(RECORD EXCERPTS begins)

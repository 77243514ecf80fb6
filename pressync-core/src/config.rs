//! Site configuration stored as YAML in the working directory.
//!
//! # Storage layout
//!
//! ```text
//! <root>/
//!   pressync.yaml   (mode 0600 — may hold an application password)
//!   posts/          (markdown sources)
//!   media/          (images)
//!   posts.json      (snapshot, see pressync-sync)
//!   media.json
//! ```
//!
//! Every path in [`SiteConfig`] is relative to `<root>` unless absolute.
//! A missing config file is not an error: defaults are returned so that
//! read-only commands work in a bare content directory.

use std::path::{Path, PathBuf};

use serde::{Deserialize, Serialize};

use crate::error::ConfigError;
use crate::types::ContentKind;

/// Config file name inside the working directory.
pub const CONFIG_FILE: &str = "pressync.yaml";

/// Environment variable that overrides `password` from the config file.
pub const PASSWORD_ENV: &str = "PRESSYNC_PASSWORD";

/// Connection details and directory layout for one site.
#[derive(Debug, Clone, PartialEq, Eq, Serialize, Deserialize)]
#[serde(default)]
pub struct SiteConfig {
    /// Base URL of the site, e.g. `https://blog.example.com`.
    pub site_url: String,
    pub username: String,
    /// Application password. Prefer `PRESSYNC_PASSWORD` over storing it here.
    #[serde(skip_serializing_if = "String::is_empty")]
    pub password: String,
    pub posts_dir: PathBuf,
    pub media_dir: PathBuf,
    /// Directory holding `posts.json` and `media.json`.
    pub state_dir: PathBuf,
}

impl Default for SiteConfig {
    fn default() -> Self {
        Self {
            site_url: String::new(),
            username: String::new(),
            password: String::new(),
            posts_dir: PathBuf::from(ContentKind::Post.dir_name()),
            media_dir: PathBuf::from(ContentKind::Media.dir_name()),
            state_dir: PathBuf::from("."),
        }
    }
}

impl SiteConfig {
    /// Content directory for `kind`, resolved against `root`.
    pub fn content_dir(&self, root: &Path, kind: ContentKind) -> PathBuf {
        let dir = match kind {
            ContentKind::Post => &self.posts_dir,
            ContentKind::Media => &self.media_dir,
        };
        root.join(dir)
    }

    /// Snapshot directory resolved against `root`.
    pub fn state_dir(&self, root: &Path) -> PathBuf {
        root.join(&self.state_dir)
    }

    /// Replace the password with `value` when it is set and non-empty.
    pub fn with_password_override(mut self, value: Option<String>) -> Self {
        if let Some(password) = value.filter(|p| !p.is_empty()) {
            self.password = password;
        }
        self
    }

    /// Check that everything needed to talk to the remote site is present.
    pub fn require_credentials(&self) -> Result<(), ConfigError> {
        if self.site_url.trim().is_empty() {
            return Err(ConfigError::Missing { field: "site_url" });
        }
        if self.username.trim().is_empty() {
            return Err(ConfigError::Missing { field: "username" });
        }
        if self.password.is_empty() {
            return Err(ConfigError::Missing { field: "password" });
        }
        Ok(())
    }
}

/// `<root>/pressync.yaml` — pure, no I/O.
pub fn config_path_at(root: &Path) -> PathBuf {
    root.join(CONFIG_FILE)
}

/// Load `<root>/pressync.yaml`, applying the `PRESSYNC_PASSWORD` override.
///
/// Returns defaults if the file does not exist,
/// `ConfigError::Parse` (with path + line context) if malformed YAML.
pub fn load_at(root: &Path) -> Result<SiteConfig, ConfigError> {
    let path = config_path_at(root);
    let config = if path.exists() {
        let contents = std::fs::read_to_string(&path).map_err(|e| ConfigError::Io {
            path: path.clone(),
            source: e,
        })?;
        serde_yaml::from_str(&contents).map_err(|e| ConfigError::Parse { path, source: e })?
    } else {
        SiteConfig::default()
    };
    Ok(config.with_password_override(std::env::var(PASSWORD_ENV).ok()))
}

/// Atomically save `config` to `<root>/pressync.yaml`.
///
/// Write flow: serialize → `.yaml.tmp` sibling → `chmod 0600` → `rename`.
pub fn save_at(root: &Path, config: &SiteConfig) -> Result<(), ConfigError> {
    let path = config_path_at(root);
    let tmp_path = path.with_file_name(format!("{CONFIG_FILE}.tmp"));

    let yaml = serde_yaml::to_string(config)?;
    std::fs::write(&tmp_path, yaml).map_err(|e| ConfigError::Io {
        path: tmp_path.clone(),
        source: e,
    })?;
    set_file_permissions(&tmp_path)?;
    std::fs::rename(&tmp_path, &path).map_err(|e| ConfigError::Io { path, source: e })?;
    Ok(())
}

#[cfg(unix)]
fn set_file_permissions(path: &Path) -> Result<(), ConfigError> {
    use std::os::unix::fs::PermissionsExt;
    std::fs::set_permissions(path, std::fs::Permissions::from_mode(0o600)).map_err(|e| {
        ConfigError::Io {
            path: path.to_path_buf(),
            source: e,
        }
    })
}

#[cfg(not(unix))]
fn set_file_permissions(_path: &Path) -> Result<(), ConfigError> {
    Ok(())
}
//! Roundtrip serialisation tests for snapshot records.
//!
//! Each `#[case]` is isolated — no shared state.

use chrono::{TimeZone, Utc};
use pressync_core::types::{ContentItem, Media, Post, RemoteId};
use rstest::rstest;

// ---------------------------------------------------------------------------
// Helpers
// ---------------------------------------------------------------------------

fn fresh_post() -> Post {
    Post::from_local(
        "fresh.md".to_string(),
        Utc.with_ymd_and_hms(2021, 3, 1, 12, 0, 0).unwrap(),
    )
}

fn published_post() -> Post {
    let mut post = Post::from_local(
        "hello.md".to_string(),
        Utc.timestamp_opt(1_614_600_000, 123_456_000).unwrap(),
    );
    post.remote_id = Some(RemoteId(12));
    post.remote_url = Some("https://blog.example.com/hello/".to_string());
    post.title = "Hello".to_string();
    post.category = "notes".to_string();
    post.tags = "rust, sync".to_string();
    post.status = "draft".to_string();
    post
}

fn unicode_post() -> Post {
    let mut post = Post::from_local("日本語-пост.md".to_string(), Utc::now());
    post.title = "Émojis 🚀 & spéçïal chars: <>&\"'".to_string();
    post
}

// ---------------------------------------------------------------------------
// Parameterised roundtrip test
// ---------------------------------------------------------------------------

#[rstest]
#[case("fresh", fresh_post())]
#[case("published", published_post())]
#[case("unicode", unicode_post())]
fn post_roundtrip(#[case] label: &str, #[case] post: Post) {
    let json = serde_json::to_string(&vec![post.clone()])
        .unwrap_or_else(|e| panic!("[{label}] serialize failed: {e}"));
    let back: Vec<Post> = serde_json::from_str(&json)
        .unwrap_or_else(|e| panic!("[{label}] deserialize failed: {e}"));
    assert_eq!(back, vec![post], "[{label}] post");
}

#[test]
fn media_roundtrip_keeps_remote_identifiers() {
    let mut media = Media::from_local("cat.jpg".to_string(), Utc::now());
    media.remote_id = Some(RemoteId(40));
    media.remote_url = Some("https://blog.example.com/cat.jpg".to_string());

    let json = serde_json::to_string(&media).expect("serialize");
    let back: Media = serde_json::from_str(&json).expect("deserialize");
    assert_eq!(back.local_file, media.local_file);
    assert_eq!(back.remote_id, media.remote_id);
    assert_eq!(back.remote_url, media.remote_url);
}

#[test]
fn timestamp_precision_survives_roundtrip() {
    let post = published_post();
    let json = serde_json::to_string(&post).expect("serialize");
    let back: Post = serde_json::from_str(&json).expect("deserialize");
    assert_eq!(back.modified_at(), post.modified_at());
}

(RECORD EXCERPTS ends)

** EXERCISE **
Would you restate the entries word for word, omitting none?

** ANSWER FOR THE TASK **
repository 77243514ecf80fb6
filename pressync-core/src/config.rs
//! Site configuration stored as YAML in the working directory.
//!
//! # Storage layout
//!
//! ```text
//! <root>/
//!   pressync.yaml   (mode 0600 — may hold an application password)
//!   posts/          (markdown sources)
//!   media/          (images)
//!   posts.json      (snapshot, see pressync-sync)
//!   media.json
//! ```
//!
//! Every path in [`SiteConfig`] is relative to `<root>` unless absolute.
//! A missing config file is not an error: defaults are returned so that
//! read-only commands work in a bare content directory.

use std::path::{Path, PathBuf};

use serde::{Deserialize, Serialize};

use crate::error::ConfigError;
use crate::types::ContentKind;

/// Config file name inside the working directory.
pub const CONFIG_FILE: &str = "pressync.yaml";

/// Environment variable that overrides `password` from the config file.
pub const PASSWORD_ENV: &str = "PRESSYNC_PASSWORD";

/// Connection details and directory layout for one site.
#[derive(Debug, Clone, PartialEq, Eq, Serialize, Deserialize)]
#[serde(default)]
pub struct SiteConfig {
    /// Base URL of the site, e.g. `https://blog.example.com`.
    pub site_url: String,
    pub username: String,
    /// Application password. Prefer `PRESSYNC_PASSWORD` over storing it here.
    #[serde(skip_serializing_if = "String::is_empty")]
    pub password: String,
    pub posts_dir: PathBuf,
    pub media_dir: PathBuf,
    /// Directory holding `posts.json` and `media.json`.
    pub state_dir: PathBuf,
}

impl Default for SiteConfig {
    fn default() -> Self {
        Self {
            site_url: String::new(),
            username: String::new(),
            password: String::new(),
            posts_dir: PathBuf::from(ContentKind::Post.dir_name()),
            media_dir: PathBuf::from(ContentKind::Media.dir_name()),
            state_dir: PathBuf::from("."),
        }
    }
}

impl SiteConfig {
    /// Content directory for `kind`, resolved against `root`.
    pub fn content_dir(&self, root: &Path, kind: ContentKind) -> PathBuf {
        let dir = match kind {
            ContentKind::Post => &self.posts_dir,
            ContentKind::Media => &self.media_dir,
        };
        root.join(dir)
    }

    /// Snapshot directory resolved against `root`.
    pub fn state_dir(&self, root: &Path) -> PathBuf {
        root.join(&self.state_dir)
    }

    /// Replace the password with `value` when it is set and non-empty.
    pub fn with_password_override(mut self, value: Option<String>) -> Self {
        if let Some(password) = value.filter(|p| !p.is_empty()) {
            self.password = password;
        }
        self
    }

    /// Check that everything needed to talk to the remote site is present.
    pub fn require_credentials(&self) -> Result<(), ConfigError> {
        if self.site_url.trim().is_empty() {
            return Err(ConfigError::Missing { field: "site_url" });
        }
        if self.username.trim().is_empty() {
            return Err(ConfigError::Missing { field: "username" });
        }
        if self.password.is_empty() {
            return Err(ConfigError::Missing { field: "password" });
        }
        Ok(())
    }
}

/// `<root>/pressync.yaml` — pure, no I/O.
pub fn config_path_at(root: &Path) -> PathBuf {
    root.join(CONFIG_FILE)
}

/// Load `<root>/pressync.yaml`, applying the `PRESSYNC_PASSWORD` override.
///
/// Returns defaults if the file does not exist,
/// `ConfigError::Parse` (with path + line context) if malformed YAML.
pub fn load_at(root: &Path) -> Result<SiteConfig, ConfigError> {
    let path = config_path_at(root);
    let config = if path.exists() {
        let contents = std::fs::read_to_string(&path).map_err(|e| ConfigError::Io {
            path: path.clone(),
            source: e,
        })?;
        serde_yaml::from_str(&contents).map_err(|e| ConfigError::Parse { path, source: e })?
    } else {
        SiteConfig::default()
    };
    Ok(config.with_password_override(std::env::var(PASSWORD_ENV).ok()))
}

/// Atomically save `config` to `<root>/pressync.yaml`.
///
/// Write flow: serialize → `.yaml.tmp` sibling → `chmod 0600` → `rename`.
pub fn save_at(root: &Path, config: &SiteConfig) -> Result<(), ConfigError> {
    let path = config_path_at(root);
    let tmp_path = path.with_file_name(format!("{CONFIG_FILE}.tmp"));

    let yaml = serde_yaml::to_string(config)?;
    std::fs::write(&tmp_path, yaml).map_err(|e| ConfigError::Io {
        path: tmp_path.clone(),
        source: e,
    })?;
    set_file_permissions(&tmp_path)?;
    std::fs::rename(&tmp_path, &path).map_err(|e| ConfigError::Io { path, source: e })?;
    Ok(())
}

#[cfg(unix)]
fn set_file_permissions(path: &Path) -> Result<(), ConfigError> {
    use std::os::unix::fs::PermissionsExt;
    std::fs::set_permissions(path, std::fs::Permissions::from_mode(0o600)).map_err(|e| {
        ConfigError::Io {
            path: path.to_path_buf(),
            source: e,
        }
    })
}

#[cfg(not(unix))]
fn set_file_permissions(_path: &Path) -> Result<(), ConfigError> {
    Ok(())
}
//! Roundtrip serialisation tests for snapshot records.
//!
//! Each `#[case]` is isolated — no shared state.

use chrono::{TimeZone, Utc};
use pressync_core::types::{ContentItem, Media, Post, RemoteId};
use rstest::rstest;

// ---------------------------------------------------------------------------
// Helpers
// ---------------------------------------------------------------------------

fn fresh_post() -> Post {
    Post::from_local(
        "fresh.md".to_string(),
        Utc.with_ymd_and_hms(2021, 3, 1, 12, 0, 0).unwrap(),
    )
}

fn published_post() -> Post {
    let mut post = Post::from_local(
        "hello.md".to_string(),
        Utc.timestamp_opt(1_614_600_000, 123_456_000).unwrap(),
    );
    post.remote_id = Some(RemoteId(12));
    post.remote_url = Some("https://blog.example.com/hello/".to_string());
    post.title = "Hello".to_string();
    post.category = "notes".to_string();
    post.tags = "rust, sync".to_string();
    post.status = "draft".to_string();
    post
}

fn unicode_post() -> Post {
    let mut post = Post::from_local("日本語-пост.md".to_string(), Utc::now());
    post.title = "Émojis 🚀 & spéçïal chars: <>&\"'".to_string();
    post
}

// ---------------------------------------------------------------------------
// Parameterised roundtrip test
// ---------------------------------------------------------------------------

#[rstest]
#[case("fresh", fresh_post())]
#[case("published", published_post())]
#[case("unicode", unicode_post())]
fn post_roundtrip(#[case] label: &str, #[case] post: Post) {
    let json = serde_json::to_string(&vec![post.clone()])
        .unwrap_or_else(|e| panic!("[{label}] serialize failed: {e}"));
    let back: Vec<Post> = serde_json::from_str(&json)
        .unwrap_or_else(|e| panic!("[{label}] deserialize failed: {e}"));
    assert_eq!(back, vec![post], "[{label}] post");
}

#[test]
fn media_roundtrip_keeps_remote_identifiers() {
    let mut media = Media::from_local("cat.jpg".to_string(), Utc::now());
    media.remote_id = Some(RemoteId(40));
    media.remote_url = Some("https://blog.example.com/cat.jpg".to_string());

    let json = serde_json::to_string(&media).expect("serialize");
    let back: Media = serde_json::from_str(&json).expect("deserialize");
    assert_eq!(back.local_file, media.local_file);
    assert_eq!(back.remote_id, media.remote_id);
    assert_eq!(back.remote_url, media.remote_url);
}

#[test]
fn timestamp_precision_survives_roundtrip() {
    let post = published_post();
    let json = serde_json::to_string(&post).expect("serialize");
    let back: Post = serde_json::from_str(&json).expect("deserialize");
    assert_eq!(back.modified_at(), post.modified_at());
}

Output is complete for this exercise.